Nous devons cependant rester quelques jours car nous devons demander
un visa à l'Ambassade d'Autralie pour ne pas avoir de problèmes
à l'arrivée, car nous avons enfin décidé de la prochaine étape
: Brisbane.
Le 16 octobre, après une grande attente et pas mal de paperasses, nous avons
enfin notre laissez-passer pour le futur...
Vent faible au départ puis forcissant le cinquième jour, tout le monde reprend ses habitudes de grande traversée. Le pilote aussi, et les quarts de nuit qui, dans cette zone et jusqu'à Brisbane, ne sont pas inutiles. Nous passons au large de la Calédonie.
Un matin, au lever du jour,
alors que je suis de quart, j'aperçois
une fusée verte sur ma droite en direction des îles les
plus au sud de la Calédonie. J'appelle mon amie pour lui en faire
part, nous décidons de changer de cap et de faire route vers cette
lumière. Nous supposons qu'il s'agit d'un bateau ou d'un pêcheur
en difficulté, et, aux jumelles, nous scrutons l'horizon pendant
plusieurs heures au près contre l'alizé et nous nous faisons
copieusement mouiller.
En réfléchissant, je me rends compte
qu’il n'existe
pas de feu de détresse de couleur verte, j’ai dû être
victime d’une illusion. Nous abandonnons nos recherches et reprenons
notre route.
Le vent et la mer ont forci. Je réduis avec un foc
et un ris dans la grande voile.
En regardant la carte, je m'aperçois
que, cette nuit, nous devrons passer sur une immense montagne sous-marine
longue de plus d’un
millier de milles. Nous ne pouvons l'éviter, il n'y a pas vraiment
danger car les hauts fonds sont à plus de 50 mètres. Mais,
avec ce vent, la mer risque d'être très forte à cet
endroit.
Je découvre un passage pas très large où les
fonds sont beaucoup plus importants, comme une coupure dans cette « montagne ».

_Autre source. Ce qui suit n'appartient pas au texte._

//! Interpretation of `fmt` output into document edits.
//!
//! The formatter emits the complete reformatted document or nothing at all,
//! so the edit list is whole-document replacement or empty. No diffing.

use crate::protocol::{Position, Range, TextEdit};

/// Build the edit list for a formatting request.
///
/// A whitespace-only document is never formatted, and whitespace-only
/// formatter output means the formatter declined (or had no change). Either
/// way the answer is "no edits".
#[must_use]
pub fn interpret(document_text: &str, output: &str) -> Vec<TextEdit> {
    if document_text.trim().is_empty() || output.trim().is_empty() {
        return Vec::new();
    }

    let line_count = document_text.split('\n').count() as u32;
    vec![TextEdit {
        range: Range::new(Position::new(0, 0), Position::new(line_count, 0)),
        new_text: output.to_string(),
    }]
}
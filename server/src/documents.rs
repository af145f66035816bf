//! Open-document tracker with incremental content synchronization.
//!
//! Documents are keyed by URI string. The client sends positions as line +
//! UTF-16 code-unit offsets; edits are spliced after converting to byte
//! offsets, clamping anything past the end of the text.

use std::collections::HashMap;

use crate::protocol::{ContentChange, Position};

/// One open document.
#[derive(Debug)]
pub struct Document {
    text: String,
    version: i32,
}

impl Document {
    #[must_use]
    pub fn text(&self) -> &str {
        &self.text
    }

    #[must_use]
    pub fn version(&self) -> i32 {
        self.version
    }

    /// Line count as editors report it: `"a\n"` has two lines (the second
    /// empty), and the empty document has one.
    #[must_use]
    pub fn line_count(&self) -> u32 {
        self.text.split('\n').count() as u32
    }

    fn apply(&mut self, change: &ContentChange) {
        match change.range {
            Some(range) => {
                let start = byte_offset(&self.text, range.start);
                let end = byte_offset(&self.text, range.end).max(start);
                self.text.replace_range(start..end, &change.text);
            }
            // No range: the client sent the full replacement text.
            None => self.text.clone_from(&change.text),
        }
    }
}

/// All currently open documents.
#[derive(Debug, Default)]
pub struct DocumentStore {
    docs: HashMap<String, Document>,
}

impl DocumentStore {
    #[must_use]
    pub fn new() -> Self {
        Self::default()
    }

    pub fn open(&mut self, uri: String, version: i32, text: String) {
        self.docs.insert(uri, Document { text, version });
    }

    /// Remove a closed document. Returns whether it was open.
    pub fn close(&mut self, uri: &str) -> bool {
        self.docs.remove(uri).is_some()
    }

    #[must_use]
    pub fn get(&self, uri: &str) -> Option<&Document> {
        self.docs.get(uri)
    }

    /// Apply a `didChange` batch in order. Changes for an unknown URI are
    /// dropped (the client raced a close); returns whether the document
    /// was found.
    pub fn apply_changes(&mut self, uri: &str, version: i32, changes: &[ContentChange]) -> bool {
        let Some(doc) = self.docs.get_mut(uri) else {
            return false;
        };
        for change in changes {
            doc.apply(change);
        }
        doc.version = version;
        true
    }

    /// URIs of every open document, for bulk revalidation.
    #[must_use]
    pub fn uris(&self) -> Vec<String> {
        self.docs.keys().cloned().collect()
    }
}

/// Convert an LSP position to a byte offset into `text`.
///
/// Positions past the last line, or past the end of a line, clamp to the
/// nearest valid boundary; offsets always land on a char boundary.
fn byte_offset(text: &str, pos: Position) -> usize {
    let mut line_start = 0usize;
    for _ in 0..pos.line {
        match text[line_start..].find('\n') {
            Some(nl) => line_start += nl + 1,
            None => return text.len(),
        }
    }

    let rest = &text[line_start..];
    let line_end = rest.find('\n').unwrap_or(rest.len());
    let mut units = 0u32;
    for (idx, ch) in rest[..line_end].char_indices() {
        if units >= pos.character {
            return line_start + idx;
        }
        units += ch.len_utf16() as u32;
    }
    line_start + line_end
}
//! Integration tests for CLI argument handling
//!
//! Runs the built binary with arguments that fail or succeed before any
//! network access happens.

use std::process::Command;

/// Helper to run the CLI with given args and a scrubbed environment
fn run_cli(args: &[&str]) -> std::process::Output {
    run_cli_with_log(args, "off")
}

/// Same as `run_cli`, with `RUST_LOG` set to `filter`
fn run_cli_with_log(args: &[&str], filter: &str) -> std::process::Output {
    let scratch = tempfile::TempDir::new().expect("Failed to create temp directory");
    Command::new(env!("CARGO_BIN_EXE_valocache"))
        .args(args)
        .current_dir(scratch.path())
        .env_remove("HENRIK_API_KEY")
        .env_remove("VALOCACHE_DATA_DIR")
        .env("RUST_LOG", filter)
        .output()
        .expect("Failed to execute valocache")
}

#[test]
fn test_help_flag_exits_successfully() {
    let output = run_cli(&["--help"]);
    assert!(
        output.status.success(),
        "Expected --help to exit successfully"
    );
    let stdout = String::from_utf8_lossy(&output.stdout);
    assert!(stdout.contains("valocache"), "Help should mention valocache");
    assert!(stdout.contains("max-age-hours"), "Help should mention --max-age-hours");
    assert!(stdout.contains("max-matches"), "Help should mention --max-matches");
}

#[test]
fn test_missing_player_fails() {
    let output = run_cli(&[]);
    assert!(!output.status.success());
}

#[test]
fn test_invalid_player_key_prints_error_and_exits() {
    let output = run_cli(&["NoSeparator"]);
    assert!(
        !output.status.success(),
        "Expected invalid player key to fail"
    );
    let stderr = String::from_utf8_lossy(&output.stderr);
    assert!(
        stderr.contains("Name#Tag"),
        "Should explain the expected key format: {}",
        stderr
    );
}

#[test]
fn test_error_is_reported_once_with_logging_enabled() {
    let output = run_cli_with_log(&["NoSeparator"], "info");
    assert!(!output.status.success());
    let stderr = String::from_utf8_lossy(&output.stderr);
    assert_eq!(
        stderr.matches("got: 'NoSeparator'").count(),
        1,
        "Error should appear exactly once: {}",
        stderr
    );
}

#[test]
fn test_missing_api_key_prints_error_and_exits() {
    let output = run_cli(&["Henrik3#EUW3"]);
    assert!(!output.status.success());
    let stderr = String::from_utf8_lossy(&output.stderr);
    assert!(
        stderr.contains("HENRIK_API_KEY"),
        "Should name the missing variable: {}",
        stderr
    );
}

#[test]
fn test_non_numeric_max_matches_is_rejected() {
    let output = run_cli(&["Henrik3#EUW3", "--max-matches", "lots"]);
    assert!(!output.status.success());
}

#[cfg(test)]
mod unit_tests {
    //! Unit tests for CLI parsing that don't require running the binary

    use clap::Parser;
    use valocache::cache::RefreshOptions;
    use valocache::cli::Cli;

    #[test]
    fn test_cli_defaults_match_refresh_defaults() {
        let cli = Cli::parse_from(["valocache", "Name#Tag"]);
        assert_eq!(cli.refresh_options(), RefreshOptions::default());
    }

    #[test]
    fn test_cli_player_key_is_trimmed() {
        let cli = Cli::parse_from(["valocache", "  Name#Tag "]);
        let key = cli.player_key().unwrap();
        assert_eq!(key.to_string(), "Name#Tag");
    }
}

La nuit est noire et sans lune, il me faut vite faire un point d'étoile
pour être sûr d'être dans ce passage.
Et voilà qu'au
moment où je fais l'acrobate avec le sextant
et les étoiles, alors que Fab, en bas dans le carré avec
le chrono, attend mon top pour le point, je vois devant moi les feux
d'un cargo qui fait route inverse. Nous nous croisons à bonne
distance, je suis persuadé qu'il m'a vu, et je comprends qu'il
a eu la même idée.
Le lendemain, après avoir passé ce
mauvais coin, je
vais consulter les pilots charts : effectivement, nous sommes sur une
route de cargos qui vont de l’Australie aux Fidji.
Le vent ne se calme pas et nous sommes un peu déviés de notre route en approchant des côtes australiennes. Un courant allant vers le nord nous oblige à faire du sud car nous venons de voir Frazer Island, impressionnante île de sable.

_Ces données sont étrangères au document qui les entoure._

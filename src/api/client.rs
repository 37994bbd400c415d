//! Blocking HenrikDev API client
//!
//! Issues account, match-history and MMR requests against the HenrikDev
//! Valorant API. Every request passes through a [`RateLimiter`] owned by the
//! client, so independent clients are limited independently.

use std::time::Duration;

use reqwest::blocking::Client;
use reqwest::header::{HeaderMap, HeaderValue, AUTHORIZATION};
use reqwest::{StatusCode, Url};
use serde::de::DeserializeOwned;
use serde_json::Value;
use tracing::debug;

use super::rate_limit::RateLimiter;
use super::{Account, ApiError, ApiResponse, ApiResult, StatsApi};
use crate::config::Config;

/// Base URL for the HenrikDev API
pub const HENRIK_BASE_URL: &str = "https://api.henrikdev.xyz";

/// Default per-request timeout
pub const DEFAULT_TIMEOUT: Duration = Duration::from_secs(30);

/// Client for the HenrikDev Valorant API
#[derive(Debug)]
pub struct HenrikClient {
    http_client: Client,
    base_url: Url,
    limiter: RateLimiter,
}

impl HenrikClient {
    /// Creates a client from the application configuration
    pub fn new(config: &Config) -> ApiResult<Self> {
        let mut headers = HeaderMap::new();
        let mut auth = HeaderValue::from_str(&config.api_key)
            .map_err(|_| ApiError::InvalidApiKey)?;
        auth.set_sensitive(true);
        headers.insert(AUTHORIZATION, auth);

        let http_client = Client::builder()
            .default_headers(headers)
            .connect_timeout(config.timeout)
            .timeout(config.timeout)
            .build()?;

        Self::with_client(http_client, &config.base_url, config.rate_per_minute)
    }

    /// Creates a client around a pre-built HTTP client
    pub fn with_client(http_client: Client, base_url: &str, rate_per_minute: u32) -> ApiResult<Self> {
        let base_url =
            Url::parse(base_url).map_err(|e| ApiError::InvalidBaseUrl(format!("{}: {}", base_url, e)))?;
        if base_url.cannot_be_a_base() {
            return Err(ApiError::InvalidBaseUrl(base_url.to_string()));
        }

        Ok(Self {
            http_client,
            base_url,
            limiter: RateLimiter::per_minute(rate_per_minute),
        })
    }

    /// Builds an endpoint URL, percent-encoding each path segment
    fn endpoint(&self, segments: &[&str]) -> ApiResult<Url> {
        let mut url = self.base_url.clone();
        url.path_segments_mut()
            .map_err(|_| ApiError::InvalidBaseUrl(self.base_url.to_string()))?
            .pop_if_empty()
            .extend(segments);
        Ok(url)
    }

    /// Issues a rate-limited GET and decodes the JSON body
    fn get<T: DeserializeOwned>(&mut self, url: Url, query: &[(&str, String)]) -> ApiResult<T> {
        let waited = self.limiter.acquire();
        if !waited.is_zero() {
            debug!(wait_ms = waited.as_millis() as u64, "Request delayed by rate limiter");
        }

        debug!(%url, "GET");
        let response = self.http_client.get(url.clone()).query(query).send()?;
        check_status(response.status(), &url)?;
        Ok(response.json::<T>()?)
    }
}

/// Maps a non-success status to an error
fn check_status(status: StatusCode, url: &Url) -> ApiResult<()> {
    if status.is_success() {
        Ok(())
    } else if status == StatusCode::NOT_FOUND {
        Err(ApiError::NotFound(url.path().to_string()))
    } else {
        Err(ApiError::Status {
            status,
            url: url.to_string(),
        })
    }
}

impl StatsApi for HenrikClient {
    fn resolve_tag(&mut self, name: &str, tag: &str) -> ApiResult<ApiResponse<Account>> {
        let url = self.endpoint(&["valorant", "v2", "account", name, tag])?;
        self.get(url, &[])
    }

    fn matches(
        &mut self,
        region: &str,
        name: &str,
        tag: &str,
        mode: &str,
        size: usize,
        start: usize,
    ) -> ApiResult<ApiResponse<Vec<Value>>> {
        let url = self.endpoint(&["valorant", "v3", "matches", region, name, tag])?;
        let query = [
            ("mode", mode.to_string()),
            ("size", size.to_string()),
            ("start", start.to_string()),
        ];
        self.get(url, &query)
    }

    fn mmr(
        &mut self,
        region: &str,
        name: &str,
        tag: &str,
        platform: &str,
    ) -> ApiResult<ApiResponse<Value>> {
        let url = self.endpoint(&["valorant", "v3", "mmr", region, platform, name, tag])?;
        self.get(url, &[])
    }
}

#[cfg(test)]
mod tests {
    use super::*;

    fn test_client(base_url: &str) -> HenrikClient {
        HenrikClient::with_client(Client::new(), base_url, 30).expect("valid base URL")
    }

    #[test]
    fn test_account_endpoint() {
        let client = test_client(HENRIK_BASE_URL);
        let url = client
            .endpoint(&["valorant", "v2", "account", "Henrik3", "EUW3"])
            .unwrap();
        assert_eq!(
            url.as_str(),
            "https://api.henrikdev.xyz/valorant/v2/account/Henrik3/EUW3"
        );
    }

    #[test]
    fn test_endpoint_encodes_segments() {
        let client = test_client(HENRIK_BASE_URL);
        let url = client
            .endpoint(&["valorant", "v2", "account", "Some Name", "a/b#c"])
            .unwrap();
        assert_eq!(
            url.as_str(),
            "https://api.henrikdev.xyz/valorant/v2/account/Some%20Name/a%2Fb%23c"
        );
    }

    #[test]
    fn test_endpoint_respects_base_path() {
        let client = test_client("http://localhost:8080/proxy/");
        let url = client
            .endpoint(&["valorant", "v3", "mmr", "eu", "pc", "Name", "Tag"])
            .unwrap();
        assert_eq!(
            url.as_str(),
            "http://localhost:8080/proxy/valorant/v3/mmr/eu/pc/Name/Tag"
        );
    }

    #[test]
    fn test_invalid_base_url_is_rejected() {
        let result = HenrikClient::with_client(Client::new(), "not a url", 30);
        assert!(matches!(result, Err(ApiError::InvalidBaseUrl(_))));

        let result = HenrikClient::with_client(Client::new(), "mailto:someone@example.com", 30);
        assert!(matches!(result, Err(ApiError::InvalidBaseUrl(_))));
    }

    #[test]
    fn test_check_status() {
        let url = Url::parse("https://api.henrikdev.xyz/valorant/v2/account/A/B").unwrap();

        assert!(check_status(StatusCode::OK, &url).is_ok());
        assert!(matches!(
            check_status(StatusCode::NOT_FOUND, &url),
            Err(ApiError::NotFound(_))
        ));
        match check_status(StatusCode::TOO_MANY_REQUESTS, &url) {
            Err(ApiError::Status { status, url }) => {
                assert_eq!(status, StatusCode::TOO_MANY_REQUESTS);
                assert!(url.contains("/account/A/B"));
            }
            other => panic!("expected status error, got {:?}", other),
        }
        assert!(check_status(StatusCode::INTERNAL_SERVER_ERROR, &url).is_err());
    }

    #[test]
    fn test_new_from_config() {
        let config = Config::new("HDEV-test-key");
        let client = HenrikClient::new(&config).expect("client should build");
        assert_eq!(client.base_url.as_str(), "https://api.henrikdev.xyz/");
        assert_eq!(client.limiter.limit(), 30);
    }

    #[test]
    fn test_new_rejects_unprintable_key() {
        let config = Config::new("bad\nkey");
        assert!(matches!(
            HenrikClient::new(&config),
            Err(ApiError::InvalidApiKey)
        ));
    }
}

#[cfg(test)]
#[path = "client_tests.rs"]
mod http_tests;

La nuit tombe. Tout à coup, j'entends un grand bruit et je vois
le foc qui flotte tout seul dans les airs. Je réalise que les
terribles secousses de la mer ont cassé l'étai, seuls le
foc et sa drisse tiennent maintenant le mât, qui commence à danser
bizarrement d'avant en arrière. Vite, affaler le foc avant que
le mât tombe !
Je me bats contre les coups de boutoir de la
mer pour arriver à affaler
pendant que Fab à la barre fait de son mieux pour tenir le bateau.

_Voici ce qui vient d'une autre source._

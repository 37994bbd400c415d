//! valocache - Fetch and cache Valorant player data
//!
//! Looks up a player by `Name#Tag`, serving match history and rank data from
//! the local cache when it is fresh and refetching it from the HenrikDev API
//! otherwise. The payload is printed to stdout; logs go to stderr.

use std::process::ExitCode;

use clap::Parser;
use tracing::debug;
use tracing_subscriber::layer::SubscriberExt;
use tracing_subscriber::util::SubscriberInitExt;
use tracing_subscriber::EnvFilter;

use valocache::api::HenrikClient;
use valocache::cache::PlayerCache;
use valocache::cli::{summary_line, Cli};
use valocache::config::Config;

/// Installs the stderr log subscriber, honouring `RUST_LOG`
fn init_tracing() {
    let env_filter = EnvFilter::try_from_default_env()
        .unwrap_or_else(|_| EnvFilter::new("info,reqwest=warn,rustls=warn"));
    let fmt_layer = tracing_subscriber::fmt::layer().with_writer(std::io::stderr);

    tracing_subscriber::registry()
        .with(fmt_layer)
        .with(env_filter)
        .init();
}

fn run(cli: Cli) -> Result<(), Box<dyn std::error::Error>> {
    // Validate before touching the environment or the network
    let key = cli.player_key()?;

    if let Err(e) = dotenv::dotenv() {
        debug!("No .env file loaded: {}", e);
    }
    let mut config = Config::from_env()?;
    cli.apply_overrides(&mut config);
    debug!(data_dir = %config.data_dir.display(), region = %config.default_region, "Loaded configuration");

    let client = HenrikClient::new(&config)?;
    let mut cache = PlayerCache::open(client, &config.data_dir, config.default_region.clone())?;
    let payload = cache.get_or_refresh(&key.to_string(), cli.refresh_options())?;

    if cli.summary {
        println!("{}", summary_line(&payload));
    } else {
        println!("{}", serde_json::to_string_pretty(&payload)?);
    }
    Ok(())
}

fn main() -> ExitCode {
    init_tracing();
    let cli = Cli::parse();

    match run(cli) {
        Ok(()) => ExitCode::SUCCESS,
        Err(e) => {
            eprintln!("Error: {}", e);
            ExitCode::FAILURE
        }
    }
}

Heureusement, j’ai un bas étai pour ma trinquette qui permet
au mât de tenir debout un moment jusqu'à la moitié,
jusqu’à ce que je trouve une solution de rechange.
Ouf !
Voilà qui est fait ! J’utilise ma drisse de foc,
en acier, montée sur enrouleur Goiot, pour remplacer l'étai.
Ayant
une drisse textile de rechange, je remets le foc et, vers deux heures
du matin, nous entrons dans la baie de Moreton.
Immense baie que nous devrons traverser au moteur mais, pour cette fin de nuit, nous sommes épuisés. Je jette l’ancre derrière un îlot à l’abri de la mer.